▸ Assigned task
Below is a block of records; repeat all of them exactly.

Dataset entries
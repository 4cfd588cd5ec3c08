//! Read-only access to the iMessage message store.
//!
//! [`MessageStore`] issues the three queries the exporter needs and hands back
//! immutable lookup tables plus the ordered message stream. Nothing here
//! writes to the store.

use std::path::{Path, PathBuf};

use rusqlite::{Connection, OpenFlags, Row};
use tracing::{debug, info};

use crate::error::{ExportError, Result};
use crate::models::{AttachmentIndex, AttachmentRef, ChatHandleLookup, MessageRow, UNKNOWN_CONTACT};
use crate::schema::{attachment, chat, chat_handle_join, chat_message_join, handle, message, message_attachment_join};

/// Read-only connection to a message store
pub struct MessageStore {
    conn: Connection,
    path: PathBuf,
}

impl MessageStore {
    /// Open the store at `path` read-only.
    ///
    /// The file must already exist; SQLite is never allowed to create it.
    pub fn open(path: &Path) -> Result<Self> {
        let flags = OpenFlags::SQLITE_OPEN_READ_ONLY | OpenFlags::SQLITE_OPEN_URI | OpenFlags::SQLITE_OPEN_NO_MUTEX;
        let conn = Connection::open_with_flags(path, flags).map_err(|source| ExportError::StoreOpen {
            path: path.to_path_buf(),
            source,
        })?;

        // Opening is lazy; touch the schema so an unreadable file fails here.
        conn.query_row("SELECT count(*) FROM sqlite_master", [], |row| row.get::<_, i64>(0))
            .map_err(|source| ExportError::StoreOpen {
                path: path.to_path_buf(),
                source,
            })?;

        info!(path = %path.display(), "Opened message store");
        Ok(Self {
            conn,
            path: path.to_path_buf(),
        })
    }

    /// Wrap an existing connection (used by tests with in-memory stores)
    #[must_use]
    pub fn from_connection(conn: Connection) -> Self {
        Self {
            conn,
            path: PathBuf::from(":memory:"),
        }
    }

    /// Path the store was opened from
    #[must_use]
    pub fn path(&self) -> &Path {
        &self.path
    }

    /// Build the chat room → participant lookup
    pub fn chat_handle_lookup(&self) -> Result<ChatHandleLookup> {
        let query = format!(
            "SELECT c.{chat_rowid}, IFNULL(h.{handle_addr}, '{unknown}')
             FROM {chat} c
             LEFT JOIN {chj} chj ON chj.{chj_chat} = c.{chat_rowid}
             LEFT JOIN {handle} h ON h.{handle_rowid} = chj.{chj_handle}
             ORDER BY c.{chat_rowid}, chj.{chj_handle}",
            chat = chat::TABLE,
            chat_rowid = chat::ROWID,
            chj = chat_handle_join::TABLE,
            chj_chat = chat_handle_join::CHAT_ID,
            chj_handle = chat_handle_join::HANDLE_ID,
            handle = handle::TABLE,
            handle_rowid = handle::ROWID,
            handle_addr = handle::ID,
            unknown = UNKNOWN_CONTACT,
        );

        let mut stmt = self.conn.prepare(&query)?;
        let rows = stmt
            .query_map([], |row| Ok((row.get::<_, i64>(0)?, row.get::<_, Option<String>>(1)?)))?
            .collect::<rusqlite::Result<Vec<_>>>()?;

        let lookup = ChatHandleLookup::from_rows(rows);
        debug!(chats = lookup.len(), "Built chat handle lookup");
        Ok(lookup)
    }

    /// Build the message → attachments index
    pub fn attachment_index(&self) -> Result<AttachmentIndex> {
        let query = format!(
            "SELECT ma.{maj_message}, a.{att_rowid}, a.{filename}, a.{mime}, a.{transfer}, a.{guid}
             FROM {maj} ma
             JOIN {att} a ON a.{att_rowid} = ma.{maj_attachment}
             ORDER BY ma.{maj_message}, a.{att_rowid}",
            maj = message_attachment_join::TABLE,
            maj_message = message_attachment_join::MESSAGE_ID,
            maj_attachment = message_attachment_join::ATTACHMENT_ID,
            att = attachment::TABLE,
            att_rowid = attachment::ROWID,
            filename = attachment::FILENAME,
            mime = attachment::MIME_TYPE,
            transfer = attachment::TRANSFER_NAME,
            guid = attachment::GUID,
        );

        let mut stmt = self.conn.prepare(&query)?;
        let rows = stmt
            .query_map([], Self::map_attachment_link)?
            .collect::<rusqlite::Result<Vec<_>>>()?;

        let index = AttachmentIndex::from_rows(rows);
        debug!(links = index.link_count(), "Built attachment index");
        Ok(index)
    }

    /// Every message with text or at least one attachment, ordered by chat
    /// room then send time
    pub fn message_stream(&self) -> Result<Vec<MessageRow>> {
        let query = format!(
            "SELECT m.{rowid}, COALESCE(m.{date}, 0), m.{from_me}, m.{text}, cmj.{cmj_chat}, h.{handle_addr}
             FROM {message} m
             LEFT JOIN {cmj} cmj ON cmj.{cmj_message} = m.{rowid}
             LEFT JOIN {handle} h ON h.{handle_rowid} = m.{msg_handle}
             WHERE m.{text} IS NOT NULL
                OR m.{rowid} IN (SELECT {maj_message} FROM {maj})
             ORDER BY cmj.{cmj_chat}, m.{date}",
            message = message::TABLE,
            rowid = message::ROWID,
            date = message::DATE,
            from_me = message::IS_FROM_ME,
            text = message::TEXT,
            msg_handle = message::HANDLE_ID,
            cmj = chat_message_join::TABLE,
            cmj_chat = chat_message_join::CHAT_ID,
            cmj_message = chat_message_join::MESSAGE_ID,
            handle = handle::TABLE,
            handle_rowid = handle::ROWID,
            handle_addr = handle::ID,
            maj = message_attachment_join::TABLE,
            maj_message = message_attachment_join::MESSAGE_ID,
        );

        let mut stmt = self.conn.prepare(&query)?;
        let rows = stmt
            .query_map([], Self::map_message_row)?
            .collect::<rusqlite::Result<Vec<_>>>()?;

        debug!(messages = rows.len(), "Read message stream");
        Ok(rows)
    }

    fn map_attachment_link(row: &Row) -> rusqlite::Result<(i64, AttachmentRef)> {
        Ok((
            row.get(0)?,
            AttachmentRef {
                attachment_id: row.get(1)?,
                filename: row.get(2)?,
                mime_type: row.get(3)?,
                transfer_name: row.get(4)?,
                guid: row.get(5)?,
            },
        ))
    }

    fn map_message_row(row: &Row) -> rusqlite::Result<MessageRow> {
        Ok(MessageRow {
            rowid: row.get(0)?,
            date: row.get(1)?,
            is_from_me: row.get::<_, Option<i64>>(2)?.unwrap_or(0) != 0,
            text: row.get(3)?,
            chat_id: row.get(4)?,
            handle: row.get(5)?,
        })
    }
}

▸ Answer to this exercise
repository 4cfd588cd5ec3c08
//! Read-only access to the iMessage message store.
//!
//! [`MessageStore`] issues the three queries the exporter needs and hands back
//! immutable lookup tables plus the ordered message stream. Nothing here
//! writes to the store.

use std::path::{Path, PathBuf};

use rusqlite::{Connection, OpenFlags, Row};
use tracing::{debug, info};

use crate::error::{ExportError, Result};
use crate::models::{AttachmentIndex, AttachmentRef, ChatHandleLookup, MessageRow, UNKNOWN_CONTACT};
use crate::schema::{attachment, chat, chat_handle_join, chat_message_join, handle, message, message_attachment_join};

/// Read-only connection to a message store
pub struct MessageStore {
    conn: Connection,
    path: PathBuf,
}

impl MessageStore {
    /// Open the store at `path` read-only.
    ///
    /// The file must already exist; SQLite is never allowed to create it.
    pub fn open(path: &Path) -> Result<Self> {
        let flags = OpenFlags::SQLITE_OPEN_READ_ONLY | OpenFlags::SQLITE_OPEN_URI | OpenFlags::SQLITE_OPEN_NO_MUTEX;
        let conn = Connection::open_with_flags(path, flags).map_err(|source| ExportError::StoreOpen {
            path: path.to_path_buf(),
            source,
        })?;

        // Opening is lazy; touch the schema so an unreadable file fails here.
        conn.query_row("SELECT count(*) FROM sqlite_master", [], |row| row.get::<_, i64>(0))
            .map_err(|source| ExportError::StoreOpen {
                path: path.to_path_buf(),
                source,
            })?;

        info!(path = %path.display(), "Opened message store");
        Ok(Self {
            conn,
            path: path.to_path_buf(),
        })
    }

    /// Wrap an existing connection (used by tests with in-memory stores)
    #[must_use]
    pub fn from_connection(conn: Connection) -> Self {
        Self {
            conn,
            path: PathBuf::from(":memory:"),
        }
    }

    /// Path the store was opened from
    #[must_use]
    pub fn path(&self) -> &Path {
        &self.path
    }

    /// Build the chat room → participant lookup
    pub fn chat_handle_lookup(&self) -> Result<ChatHandleLookup> {
        let query = format!(
            "SELECT c.{chat_rowid}, IFNULL(h.{handle_addr}, '{unknown}')
             FROM {chat} c
             LEFT JOIN {chj} chj ON chj.{chj_chat} = c.{chat_rowid}
             LEFT JOIN {handle} h ON h.{handle_rowid} = chj.{chj_handle}
             ORDER BY c.{chat_rowid}, chj.{chj_handle}",
            chat = chat::TABLE,
            chat_rowid = chat::ROWID,
            chj = chat_handle_join::TABLE,
            chj_chat = chat_handle_join::CHAT_ID,
            chj_handle = chat_handle_join::HANDLE_ID,
            handle = handle::TABLE,
            handle_rowid = handle::ROWID,
            handle_addr = handle::ID,
            unknown = UNKNOWN_CONTACT,
        );

        let mut stmt = self.conn.prepare(&query)?;
        let rows = stmt
            .query_map([], |row| Ok((row.get::<_, i64>(0)?, row.get::<_, Option<String>>(1)?)))?
            .collect::<rusqlite::Result<Vec<_>>>()?;

        let lookup = ChatHandleLookup::from_rows(rows);
        debug!(chats = lookup.len(), "Built chat handle lookup");
        Ok(lookup)
    }

    /// Build the message → attachments index
    pub fn attachment_index(&self) -> Result<AttachmentIndex> {
        let query = format!(
            "SELECT ma.{maj_message}, a.{att_rowid}, a.{filename}, a.{mime}, a.{transfer}, a.{guid}
             FROM {maj} ma
             JOIN {att} a ON a.{att_rowid} = ma.{maj_attachment}
             ORDER BY ma.{maj_message}, a.{att_rowid}",
            maj = message_attachment_join::TABLE,
            maj_message = message_attachment_join::MESSAGE_ID,
            maj_attachment = message_attachment_join::ATTACHMENT_ID,
            att = attachment::TABLE,
            att_rowid = attachment::ROWID,
            filename = attachment::FILENAME,
            mime = attachment::MIME_TYPE,
            transfer = attachment::TRANSFER_NAME,
            guid = attachment::GUID,
        );

        let mut stmt = self.conn.prepare(&query)?;
        let rows = stmt
            .query_map([], Self::map_attachment_link)?
            .collect::<rusqlite::Result<Vec<_>>>()?;

        let index = AttachmentIndex::from_rows(rows);
        debug!(links = index.link_count(), "Built attachment index");
        Ok(index)
    }

    /// Every message with text or at least one attachment, ordered by chat
    /// room then send time
    pub fn message_stream(&self) -> Result<Vec<MessageRow>> {
        let query = format!(
            "SELECT m.{rowid}, COALESCE(m.{date}, 0), m.{from_me}, m.{text}, cmj.{cmj_chat}, h.{handle_addr}
             FROM {message} m
             LEFT JOIN {cmj} cmj ON cmj.{cmj_message} = m.{rowid}
             LEFT JOIN {handle} h ON h.{handle_rowid} = m.{msg_handle}
             WHERE m.{text} IS NOT NULL
                OR m.{rowid} IN (SELECT {maj_message} FROM {maj})
             ORDER BY cmj.{cmj_chat}, m.{date}",
            message = message::TABLE,
            rowid = message::ROWID,
            date = message::DATE,
            from_me = message::IS_FROM_ME,
            text = message::TEXT,
            msg_handle = message::HANDLE_ID,
            cmj = chat_message_join::TABLE,
            cmj_chat = chat_message_join::CHAT_ID,
            cmj_message = chat_message_join::MESSAGE_ID,
            handle = handle::TABLE,
            handle_rowid = handle::ROWID,
            handle_addr = handle::ID,
            maj = message_attachment_join::TABLE,
            maj_message = message_attachment_join::MESSAGE_ID,
        );

        let mut stmt = self.conn.prepare(&query)?;
        let rows = stmt
            .query_map([], Self::map_message_row)?
            .collect::<rusqlite::Result<Vec<_>>>()?;

        debug!(messages = rows.len(), "Read message stream");
        Ok(rows)
    }

    fn map_attachment_link(row: &Row) -> rusqlite::Result<(i64, AttachmentRef)> {
        Ok((
            row.get(0)?,
            AttachmentRef {
                attachment_id: row.get(1)?,
                filename: row.get(2)?,
                mime_type: row.get(3)?,
                transfer_name: row.get(4)?,
                guid: row.get(5)?,
            },
        ))
    }

    fn map_message_row(row: &Row) -> rusqlite::Result<MessageRow> {
        Ok(MessageRow {
            rowid: row.get(0)?,
            date: row.get(1)?,
            is_from_me: row.get::<_, Option<i64>>(2)?.unwrap_or(0) != 0,
            text: row.get(3)?,
            chat_id: row.get(4)?,
            handle: row.get(5)?,
        })
    }
}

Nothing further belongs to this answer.